昭和16年3月に東京府立美術館で開催された第14回国風盆栽展示会の写真帖を見ながら、当時と現代の盆栽の共通点や相違点など、思いつくままに挙げてみたいと思います。些細な点でも列挙していくうちに案外な事柄に気がつくかもしれません。
小品盆栽界における戦前と戦後のレベルの相違は、中大の普通サイズのそれに比べて、たとえようもないほどのものがあります。一番左側の半懸崖は五葉松で、その右の直幹は杉です。正確なサイズは記載がありませんが、とにかく現代の小品に比べると、幹のボリューム感が劣るのは否めません。もちろんその背景には整姿技術を含めた肥培技術の向上が第一の原因だと思います。
主に山採り五葉松の古木で、右側に蘭を添えた現代ではあまり見られない席飾りです。席飾りの定法が今よりも確立されていなかった当時としてはともかく、現代であれば添えの蘭のサイズおよびボリュームは半分以下でまとめたいものです。蘭においてそれが不可能なら、他の下草でまかなってもいいでしょう。
幹のうねりが逞しい豪快な雰囲気の五葉松です。鉢も中深の重量感の長方鉢でよく似合っています。格式、レベル、斬新なスタイルなどの点で、現代にも立派に通用する名品です。

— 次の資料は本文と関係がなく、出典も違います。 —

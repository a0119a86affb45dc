//! Groups and the registry of group types with their permitted role types.

use chrono::{DateTime, Utc};
use serde::{Deserialize, Serialize};
use uuid::Uuid;

use crate::{
  Error, Outcome, Result,
  ability::{Ability, Capability},
  change::Change,
  store::MembershipStore,
};

// ─── Group types ─────────────────────────────────────────────────────────────

/// A role type that may be assigned within a group type.
#[derive(Debug, Clone, PartialEq, Eq, Serialize, Deserialize)]
pub struct RoleType {
  /// Stable identifier stored on roles, e.g. `"leader"`.
  pub name:  String,
  /// Human-readable name used when displaying a role.
  pub label: String,
}

/// A class of groups, defining which role types it permits.
#[derive(Debug, Clone, PartialEq, Eq, Serialize, Deserialize)]
pub struct GroupType {
  pub name:          String,
  /// Layers are organisational tiers; other groups are subgroups of a layer.
  #[serde(default)]
  pub layer:         bool,
  pub role_types:    Vec<RoleType>,
  /// Role type suggested when adding someone to this kind of group.
  #[serde(default)]
  pub standard_role: Option<String>,
}

impl GroupType {
  pub fn find_role_type(&self, name: &str) -> Option<&RoleType> {
    self.role_types.iter().find(|rt| rt.name == name)
  }

  pub fn standard_role(&self) -> Option<&RoleType> {
    self
      .standard_role
      .as_deref()
      .and_then(|n| self.find_role_type(n))
      .or_else(|| self.role_types.first())
  }
}

/// All configured group types.
#[derive(Debug, Clone, Default, PartialEq, Eq, Serialize, Deserialize)]
#[serde(transparent)]
pub struct GroupTypeRegistry {
  types: Vec<GroupType>,
}

impl GroupTypeRegistry {
  pub fn new(types: Vec<GroupType>) -> Self { Self { types } }

  pub fn types(&self) -> &[GroupType] { &self.types }

  pub fn find(&self, group_type: &str) -> Option<&GroupType> {
    self.types.iter().find(|t| t.name == group_type)
  }

  /// The role type `role_type` if `group_type` permits it.
  pub fn find_role_type(
    &self,
    group_type: &str,
    role_type: &str,
  ) -> Option<&RoleType> {
    self.find(group_type)?.find_role_type(role_type)
  }

  /// Display label for a role type, falling back to its raw name.
  pub fn role_label<'a>(&'a self, group_type: &str, role_type: &'a str) -> &'a str {
    self
      .find_role_type(group_type, role_type)
      .map(|rt| rt.label.as_str())
      .unwrap_or(role_type)
  }
}

// ─── Group ───────────────────────────────────────────────────────────────────

#[derive(Debug, Clone, PartialEq, Eq, Serialize, Deserialize)]
pub struct Group {
  pub group_id:       Uuid,
  pub name:           String,
  pub group_type:     String,
  pub parent_id:      Option<Uuid>,
  /// The layer this group belongs to; equals `group_id` for layers.
  pub layer_group_id: Uuid,
  /// Privacy policy new members must accept, if any.
  pub privacy_policy: Option<String>,
  pub created_at:     DateTime<Utc>,
}

impl Group {
  pub fn is_layer(&self) -> bool { self.layer_group_id == self.group_id }
}

/// Input for creating a group.
#[derive(Debug, Clone, Deserialize)]
pub struct NewGroup {
  pub name:           String,
  pub group_type:     String,
  pub parent_id:      Option<Uuid>,
  #[serde(default)]
  pub privacy_policy: Option<String>,
}

impl NewGroup {
  /// Build the group, deriving its layer from its type and parent.
  ///
  /// Non-layer groups need a parent to inherit the layer from; a layer
  /// without a parent is a root.
  pub fn build(
    self,
    registry: &GroupTypeRegistry,
    parent: Option<&Group>,
  ) -> Result<Outcome<Group>> {
    let group_type = registry
      .find(&self.group_type)
      .ok_or_else(|| Error::UnknownGroupType(self.group_type.clone()))?;

    let mut errors = crate::Errors::new();
    let name = self.name.trim().to_owned();
    if name.is_empty() {
      errors.add("name", "can't be blank");
    }

    let group_id = Uuid::new_v4();
    let layer_group_id = match (group_type.layer, parent) {
      (true, _) => group_id,
      (false, Some(p)) => p.layer_group_id,
      (false, None) => {
        errors.add("parent_id", "is required for groups that are not layers");
        group_id
      }
    };

    Ok(errors.into_outcome(Group {
      group_id,
      name,
      group_type: self.group_type,
      parent_id: parent.map(|p| p.group_id),
      layer_group_id,
      privacy_policy: self.privacy_policy.filter(|p| !p.trim().is_empty()),
      created_at: Utc::now(),
    }))
  }
}

/// Create a group below `input.parent_id`, or a root layer without one.
///
/// Root layers need an unrestricted [`Capability::ManageGroups`]; subgroups
/// need it in the parent.
pub async fn create_group<S: MembershipStore>(
  store: &S,
  ability: &Ability,
  registry: &GroupTypeRegistry,
  input: NewGroup,
) -> Result<Outcome<Group>> {
  let parent = match input.parent_id {
    Some(id) => Some(
      store
        .get_group(id)
        .await
        .map_err(Error::store)?
        .ok_or(Error::GroupNotFound(id))?,
    ),
    None => None,
  };
  match &parent {
    Some(p) => ability.authorize(Capability::ManageGroups, p.group_id)?,
    None => ability.authorize_anywhere(Capability::ManageGroups)?,
  }

  let outcome = input.build(registry, parent.as_ref())?;
  if let Outcome::Applied(group) = &outcome {
    store
      .apply(vec![Change::InsertGroup(group.clone())])
      .await
      .map_err(Error::store)?;
    tracing::info!(
      group_id = %group.group_id,
      group_type = %group.group_type,
      "created group"
    );
  }
  Ok(outcome)
}

/// The layer path of a group: `[layer, group]`, or `[group]` when the group
/// is itself a layer (`layer_name` is `None`).
pub fn with_layer(group_name: &str, layer_name: Option<&str>) -> Vec<String> {
  match layer_name {
    Some(layer) => vec![layer.to_owned(), group_name.to_owned()],
    None => vec![group_name.to_owned()],
  }
}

ただし、五葉松の右側に添えられた菊花石と添配(てんぱい)はどちらか一つにすべきでしょう。添え物は主木の引き立て役であって、簡素簡潔であることが要点です。現代ではこのような重複した添え物の使い方はあまり見なくはなりましたが・・・・
今ではほとんど出会わなくなりましたが私が盆栽屋になったころ(50年前)には、この画像のような錦松の大盆栽をよく見かけました。その昔は、幹肌が矢羽根や岩石のように割れるその奇怪な様が珍しがられて非常な高値を呼び、戦前には今で云うところの高級住宅一軒が楽に買えるほどの高値で取引された時代もあったそうです。
ところが、この皮はぜは病的な突然変異からくるもので、やがては枯れてしまうものであることが判明して人気が下落してしまい、今ではほとんど見向きもされなくなってしまったのです。
盆栽として栽培される樹種は、魅力も去ることながら「丈夫」で栽培の「容易」な樹種がいいですね。
左から檜、椿、楓寄せ植え。檜と椿は現代の国風展であれば入選というわけにはいかないでしょうね。しかし、地味で目立ちませんが、右の楓の寄せ植えは、持込みの味わい、品格等々において非常にレベルの高い作品です。均整の取れた枝の配置、柔らかく整った枝先の表情など、雑木盆栽の魅力を遺憾なく発揮しています。
願わくば、一席に3鉢の飾りでなく、例えば檜を外して季節感を演出するような草もの盆栽を挿入してもらいたかったと思います。